For the word "impl", count the lines below that contain it. Give the number alone.

--- Exercise data Enclosed Below ---

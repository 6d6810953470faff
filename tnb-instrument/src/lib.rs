#![warn(
    unused,
    clippy::cast_possible_truncation,
    clippy::cast_possible_wrap,
    rust_2018_idioms
)]

//! # tnb-instrument
//! Vocabulary shared by the tnb crates: which exchange API is being spoken to ([`ExchangeId`])
//! and which market is being fetched ([`CurrencyPair`]).

/// Defines the [`ExchangeId`](exchange::ExchangeId) of every supported candle API.
pub mod exchange;

/// Defines the exchange-agnostic [`CurrencyPair`](pair::CurrencyPair).
pub mod pair;

pub use exchange::ExchangeId;
pub use pair::CurrencyPair;
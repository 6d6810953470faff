use crate::error::DataError;
use serde_json::{Map, Number, Value};
use std::path::Path;
use tracing::debug;

/// One exchange reported candle, keyed by the exchange's native column names.
///
/// No schema is enforced across exchanges, eg/ FTX reports `startTime, time, open, ...` while
/// Poloniex reports `low, high, open, close, amount, ...`.
pub type CandleRecord = Map<String, Value>;

/// Ordered table of [`CandleRecord`]s with a shared column set.
///
/// Rows are kept in insertion order, which for fetched data is request (ie/ chronological)
/// order. Cells absent from a record are stored as [`Value::Null`].
#[derive(Debug, Clone, Default, PartialEq)]
pub struct CryptoTable {
    columns: Vec<String>,
    rows: Vec<Vec<Value>>,
}

impl CryptoTable {
    /// Build a table whose columns are the union of all record keys, in first-seen order.
    pub fn from_records<Iter>(records: Iter) -> Self
    where
        Iter: IntoIterator<Item = CandleRecord>,
    {
        let records = records.into_iter().collect::<Vec<_>>();

        let mut columns: Vec<String> = Vec::new();
        for record in &records {
            for key in record.keys() {
                if !columns.iter().any(|column| column == key) {
                    columns.push(key.clone());
                }
            }
        }

        let mut table = Self {
            columns,
            rows: Vec::with_capacity(records.len()),
        };
        table.extend(records);
        table
    }

    /// Build a table with a fixed column set. Record keys outside `columns` are dropped.
    pub fn with_columns<Iter, S>(columns: &[S], records: Iter) -> Self
    where
        Iter: IntoIterator<Item = CandleRecord>,
        S: AsRef<str>,
    {
        let mut table = Self {
            columns: columns.iter().map(|c| c.as_ref().to_owned()).collect(),
            rows: Vec::new(),
        };
        table.extend(records);
        table
    }

    /// Append records, projecting each onto the existing column set.
    pub fn extend<Iter>(&mut self, records: Iter)
    where
        Iter: IntoIterator<Item = CandleRecord>,
    {
        for mut record in records {
            let row = self
                .columns
                .iter()
                .map(|column| record.remove(column).unwrap_or(Value::Null))
                .collect();
            self.rows.push(row);
        }
    }

    pub fn columns(&self) -> &[String] {
        &self.columns
    }

    pub fn len(&self) -> usize {
        self.rows.len()
    }

    pub fn is_empty(&self) -> bool {
        self.rows.is_empty()
    }

    pub fn column_index(&self, column: &str) -> Option<usize> {
        self.columns.iter().position(|c| c == column)
    }

    pub fn row(&self, index: usize) -> Option<&[Value]> {
        self.rows.get(index).map(Vec::as_slice)
    }

    pub fn rows(&self) -> impl Iterator<Item = &[Value]> + '_ {
        self.rows.iter().map(Vec::as_slice)
    }

    pub fn value(&self, row: usize, column: &str) -> Option<&Value> {
        let column = self.column_index(column)?;
        self.rows.get(row).and_then(|row| row.get(column))
    }

    /// Rename columns in place. Renames for columns not present are ignored.
    pub fn rename_columns(&mut self, renames: &[(&str, &str)]) {
        for column in self.columns.iter_mut() {
            if let Some((_, to)) = renames.iter().find(|(from, _)| from == column) {
                *column = (*to).to_owned();
            }
        }
    }

    /// Drop columns and their cells in place. Names not present are ignored.
    pub fn drop_columns(&mut self, names: &[&str]) {
        let keep = self
            .columns
            .iter()
            .map(|column| !names.contains(&column.as_str()))
            .collect::<Vec<_>>();

        for row in self.rows.iter_mut() {
            let mut keep = keep.iter();
            row.retain(|_| keep.next().copied().unwrap_or(true));
        }

        let mut keep = keep.iter();
        self.columns.retain(|_| keep.next().copied().unwrap_or(true));
    }

    /// Write the table as comma delimited text with a header row and no index column.
    pub fn write_csv<P: AsRef<Path>>(&self, path: P) -> Result<(), DataError> {
        let path = path.as_ref();
        let mut writer = csv::Writer::from_path(path)?;

        writer.write_record(&self.columns)?;
        for row in &self.rows {
            writer.write_record(row.iter().map(cell_to_field))?;
        }
        writer.flush()?;

        debug!(path = %path.display(), rows = self.rows.len(), "wrote table csv");
        Ok(())
    }

    /// Read a table previously written with [`CryptoTable::write_csv`].
    ///
    /// Empty cells become [`Value::Null`], numeric cells become [`Value::Number`] and everything
    /// else is kept as a [`Value::String`].
    pub fn read_csv<P: AsRef<Path>>(path: P) -> Result<Self, DataError> {
        let mut reader = csv::Reader::from_path(path)?;

        let columns = reader
            .headers()?
            .iter()
            .map(str::to_owned)
            .collect::<Vec<_>>();

        let rows = reader
            .records()
            .map(|record| record.map(|record| record.iter().map(field_to_cell).collect()))
            .collect::<Result<Vec<Vec<Value>>, _>>()?;

        Ok(Self { columns, rows })
    }
}

fn cell_to_field(cell: &Value) -> String {
    match cell {
        Value::Null => String::new(),
        Value::String(text) => text.clone(),
        other => other.to_string(),
    }
}

fn field_to_cell(field: &str) -> Value {
    if field.is_empty() {
        return Value::Null;
    }
    if let Ok(integer) = field.parse::<i64>() {
        return Value::Number(integer.into());
    }
    field
        .parse::<f64>()
        .ok()
        .and_then(Number::from_f64)
        .map(Value::Number)
        .unwrap_or_else(|| Value::String(field.to_owned()))
}

#[cfg(test)]
mod tests {
    use super::*;
    use serde_json::json;

    fn record(value: Value) -> CandleRecord {
        match value {
            Value::Object(map) => map,
            other => panic!("expected object, got {other}"),
        }
    }

    #[test]
    fn test_from_records_unions_columns_in_first_seen_order() {
        let table = CryptoTable::from_records([
            record(json!({"time": 1, "open": 10.0})),
            record(json!({"time": 2, "close": 11.0, "open": 10.5})),
        ]);

        assert_eq!(table.columns(), ["time", "open", "close"]);
        assert_eq!(table.len(), 2);
        assert_eq!(table.value(0, "close"), Some(&Value::Null));
        assert_eq!(table.value(1, "open"), Some(&json!(10.5)));
    }

    #[test]
    fn test_with_columns_drops_unknown_keys() {
        let table = CryptoTable::with_columns(
            &["open", "close"],
            [record(json!({"open": "1.5", "close": "2.5", "extra": true}))],
        );

        assert_eq!(table.columns(), ["open", "close"]);
        assert_eq!(table.row(0), Some(&[json!("1.5"), json!("2.5")][..]));
    }

    #[test]
    fn test_rename_and_drop_columns() {
        let mut table = CryptoTable::from_records([record(
            json!({"date": 1, "open": 2, "quoteVolume": 3, "weightedAverage": 4}),
        )]);

        table.rename_columns(&[("date", "Date"), ("open", "Open"), ("missing", "Nope")]);
        table.drop_columns(&["quoteVolume", "weightedAverage", "missing"]);

        assert_eq!(table.columns(), ["Date", "Open"]);
        assert_eq!(table.row(0), Some(&[json!(1), json!(2)][..]));
    }

    #[test]
    fn test_csv_roundtrip_preserves_rows() {
        let dir = tempfile::tempdir().unwrap();
        let path = dir.path().join("table.csv");

        let table = CryptoTable::from_records([
            record(json!({"time": 1_600_000_000, "open": 1.25, "pair": "BTC/USDT"})),
            record(json!({"time": 1_600_000_300, "open": null, "pair": "BTC/USDT"})),
        ]);
        table.write_csv(&path).unwrap();

        let read = CryptoTable::read_csv(&path).unwrap();
        assert_eq!(read, table);
    }
}
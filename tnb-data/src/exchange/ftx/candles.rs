use crate::table::CandleRecord;
use serde::{Deserialize, Serialize};

/// Query parameters for an FTX historical prices request.
#[derive(Debug, Clone, Eq, PartialEq, Serialize)]
pub struct GetFtxCandlesParams {
    /// Candle width in seconds.
    pub resolution: u32,
    pub start_time: i64,
    pub end_time: i64,
}

/// FTX historical prices response.
///
/// ```json
/// {
///   "success": true,
///   "result": [
///     {
///       "startTime": "2019-06-24T17:15:00+00:00",
///       "time": 1561396500000.0,
///       "open": 11059.25, "high": 11059.25, "low": 11059.25, "close": 11059.25,
///       "volume": 0.0
///     }
///   ]
/// }
/// ```
#[derive(Debug, Clone, Deserialize)]
pub struct FtxCandlesResponse {
    #[serde(default)]
    pub success: Option<bool>,
    pub result: Vec<CandleRecord>,
}
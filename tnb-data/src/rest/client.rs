use crate::{
    error::DataError,
    exchange::CandleServer,
    rest::{
        CandleFetch, CandleFetcher, CandleRequest, MissingWindow, WindowBatch, WindowOutcome,
        paginator::{IntervalPaginator, Window},
    },
    table::CryptoTable,
};
use futures::{
    StreamExt,
    stream::{self, Stream},
};
use reqwest::StatusCode;
use std::{fmt, future::Future, marker::PhantomData, time::Duration};
use tracing::{Instrument, debug, info, warn};
use url::{ParseError, Url};

/// Default timeout applied to every window request.
pub const DEFAULT_REQUEST_TIMEOUT: Duration = Duration::from_secs(30);

/// Raw HTTP answer for one [`Window`].
#[derive(Clone, Debug, PartialEq)]
pub struct WindowResponse {
    pub window: Window,
    pub status: StatusCode,
    pub body: Vec<u8>,
}

impl WindowResponse {
    /// Decode the body with the `Server` response envelope.
    ///
    /// Only HTTP 200 bodies are decoded; any other status yields [`WindowOutcome::Missing`].
    pub fn decode<Server>(self) -> Result<WindowOutcome, DataError>
    where
        Server: CandleServer,
    {
        if self.status != StatusCode::OK {
            return Ok(WindowOutcome::Missing(self.status));
        }

        let response = serde_json::from_slice::<Server::Response>(&self.body).map_err(|error| {
            DataError::Deserialise {
                window: self.window.to_string(),
                error,
            }
        })?;

        Ok(WindowOutcome::Records(Server::records(response)))
    }
}

/// Generic REST candle client for every [`CandleServer`].
///
/// The `Server` type parameter supplies the base url, path, per-window query parameters and
/// response envelope, so one sequential paging loop serves every exchange.
pub struct RestCandleClient<Server> {
    http: reqwest::Client,
    base_url: Url,
    _server: PhantomData<Server>,
}

impl<Server> Clone for RestCandleClient<Server> {
    fn clone(&self) -> Self {
        Self {
            http: self.http.clone(),
            base_url: self.base_url.clone(),
            _server: PhantomData,
        }
    }
}

impl<Server> fmt::Debug for RestCandleClient<Server> {
    fn fmt(&self, f: &mut fmt::Formatter<'_>) -> fmt::Result {
        f.debug_struct("RestCandleClient")
            .field("base_url", &self.base_url.as_str())
            .finish()
    }
}

impl<Server> RestCandleClient<Server>
where
    Server: CandleServer,
{
    /// Construct a new [`RestCandleClient`] using the base URL from
    /// [`Server::rest_base_url()`](CandleServer::rest_base_url).
    pub fn new() -> Result<Self, DataError> {
        Self::with_base_url(Server::rest_base_url())
    }

    /// Construct a [`RestCandleClient`] with a custom base URL.
    ///
    /// Useful for testing with a mock server where the URL is not known at compile time.
    pub fn with_base_url<S: AsRef<str>>(base_url: S) -> Result<Self, DataError> {
        let http = reqwest::Client::builder()
            .timeout(DEFAULT_REQUEST_TIMEOUT)
            .build()?;

        Ok(Self {
            http,
            base_url: Url::parse(base_url.as_ref())?,
            _server: PhantomData,
        })
    }

    /// Replace the per-request timeout. A timed out request is a transport fault.
    pub fn with_timeout(self, timeout: Duration) -> Result<Self, DataError> {
        let http = reqwest::Client::builder().timeout(timeout).build()?;
        Ok(Self { http, ..self })
    }

    /// Full candles url for `market`, keeping any path prefix of the base url.
    ///
    /// Each `/` separated part of the candles path is pushed as its own percent-encoded segment,
    /// so a market name can never reach the query or fragment.
    pub fn candles_url(&self, market: &str) -> Result<Url, DataError> {
        let path = Server::candles_path(market);

        let mut url = self.base_url.clone();
        url.path_segments_mut()
            .map_err(|()| DataError::Url(ParseError::RelativeUrlWithCannotBeABaseBase))?
            .pop_if_empty()
            .extend(path.split('/').filter(|segment| !segment.is_empty()));

        Ok(url)
    }

    /// Issue exactly one GET for `window` and return the raw answer, whatever its status.
    ///
    /// Transport faults (connection errors, timeouts) are returned as
    /// [`DataError::Transport`].
    pub async fn fetch_window(
        &self,
        market: &str,
        window: Window,
        resolution: u32,
        page_size: u32,
    ) -> Result<WindowResponse, DataError> {
        let url = self.candles_url(market)?;
        let params = Server::params(market, window, resolution, page_size)?;

        let response = self.http.get(url).query(&params).send().await?;
        let status = response.status();
        let body = response.bytes().await?.to_vec();

        debug!(%status, bytes = body.len(), "received window response");

        Ok(WindowResponse {
            window,
            status,
            body,
        })
    }
}

/// Internal pagination state used by [`CandleFetcher::stream_candles`].
struct PaginationState<Server> {
    client: RestCandleClient<Server>,
    market: String,
    resolution: u32,
    page_size: u32,
    windows: Option<IntervalPaginator>,
    error: Option<DataError>,
}

impl<Server> CandleFetcher for RestCandleClient<Server>
where
    Server: CandleServer,
{
    fn fetch_candles(
        &self,
        request: CandleRequest,
    ) -> impl Future<Output = Result<CandleFetch, DataError>> + Send {
        let this = self.clone();
        let span = tracing::info_span!(
            "fetch_candles",
            exchange = %Server::ID,
            market = %request.market,
            resolution = request.resolution,
        );
        async move {
            let mut records = Vec::new();
            let mut missing = Vec::new();

            let mut batches = std::pin::pin!(this.stream_candles(request));
            while let Some(batch) = batches.next().await {
                let WindowBatch { window, outcome } = batch?;
                match outcome {
                    WindowOutcome::Records(batch) => records.extend(batch),
                    WindowOutcome::Missing(status) => {
                        missing.push(MissingWindow { window, status })
                    }
                }
            }

            let table = match Server::columns() {
                Some(columns) => CryptoTable::with_columns(columns, records),
                None => CryptoTable::from_records(records),
            };

            info!(
                rows = table.len(),
                missing = missing.len(),
                "fetched candle range"
            );

            Ok(CandleFetch { table, missing })
        }
        .instrument(span)
    }

    fn stream_candles(
        &self,
        request: CandleRequest,
    ) -> impl Stream<Item = Result<WindowBatch, DataError>> + Send {
        let (windows, error) = match IntervalPaginator::from_range(
            request.start,
            request.end,
            request.resolution,
            request.page_size,
            Server::TIME_UNIT,
        ) {
            Ok(windows) => (Some(windows), None),
            Err(error) => (None, Some(error)),
        };

        let state = PaginationState {
            client: self.clone(),
            market: request.market,
            resolution: request.resolution,
            page_size: request.page_size,
            windows,
            error,
        };

        stream::unfold(state, |mut state| async move {
            if let Some(error) = state.error.take() {
                state.windows = None;
                return Some((Err(error), state));
            }

            let window = state.windows.as_mut()?.next()?;

            let span = tracing::info_span!(
                "fetch_window",
                exchange = %Server::ID,
                market = %state.market,
                %window,
            );

            let outcome = state
                .client
                .fetch_window(&state.market, window, state.resolution, state.page_size)
                .instrument(span)
                .await
                .and_then(WindowResponse::decode::<Server>);

            match outcome {
                Err(error) => {
                    warn!(%window, ?error, "window fetch failed, aborting pagination");
                    state.windows = None;
                    Some((Err(error), state))
                }
                Ok(outcome) => {
                    if let WindowOutcome::Missing(status) = &outcome {
                        warn!(%window, %status, "window rejected, skipping");
                    }
                    Some((Ok(WindowBatch { window, outcome }), state))
                }
            }
        })
    }
}

#[cfg(test)]
mod tests {
    use super::*;
    use crate::exchange::{ftx::FtxServer, poloniex::PoloniexServer};
    use serde_json::json;

    #[test]
    fn test_candles_url_keeps_base_path_prefix() {
        let client = RestCandleClient::<FtxServer>::new().unwrap();
        assert_eq!(
            client.candles_url("BTC/USDT").unwrap().as_str(),
            "https://ftx.com/api/markets/BTC/USDT/candles"
        );

        let client =
            RestCandleClient::<PoloniexServer>::with_base_url("http://127.0.0.1:8080/").unwrap();
        assert_eq!(
            client.candles_url("BTC_USDT").unwrap().as_str(),
            "http://127.0.0.1:8080/markets/BTC_USDT/candles"
        );
    }

    #[test]
    fn test_candles_url_escapes_market() {
        let client = RestCandleClient::<PoloniexServer>::new().unwrap();
        let url = client.candles_url("BTC_USDT?limit=1#x").unwrap();

        assert_eq!(url.query(), None);
        assert_eq!(url.fragment(), None);
        assert_eq!(
            url.as_str(),
            "https://api.poloniex.com/markets/BTC_USDT%3Flimit=1%23x/candles"
        );
    }

    #[test]
    fn test_decode_non_200_is_missing() {
        let response = WindowResponse {
            window: Window::new(0, 10),
            status: StatusCode::INTERNAL_SERVER_ERROR,
            body: b"not json".to_vec(),
        };

        assert_eq!(
            response.decode::<FtxServer>().unwrap(),
            WindowOutcome::Missing(StatusCode::INTERNAL_SERVER_ERROR)
        );
    }

    #[test]
    fn test_decode_unwraps_result_envelope() {
        let body = json!({"success": true, "result": [{"time": 1.0, "open": 2.0}]});
        let response = WindowResponse {
            window: Window::new(0, 10),
            status: StatusCode::OK,
            body: serde_json::to_vec(&body).unwrap(),
        };

        match response.decode::<FtxServer>().unwrap() {
            WindowOutcome::Records(records) => {
                assert_eq!(records.len(), 1);
                assert_eq!(records[0]["open"], json!(2.0));
            }
            other => panic!("expected records, got {other:?}"),
        }
    }

    #[test]
    fn test_decode_malformed_200_body_is_an_error() {
        let response = WindowResponse {
            window: Window::new(0, 10),
            status: StatusCode::OK,
            body: b"<html>".to_vec(),
        };

        let error = response.decode::<PoloniexServer>().unwrap_err();
        assert!(matches!(error, DataError::Deserialise { ref window, .. } if window == "0-10"));
    }
}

--- End of Enclosed Exercise data ---

■ Answer for the task ■
9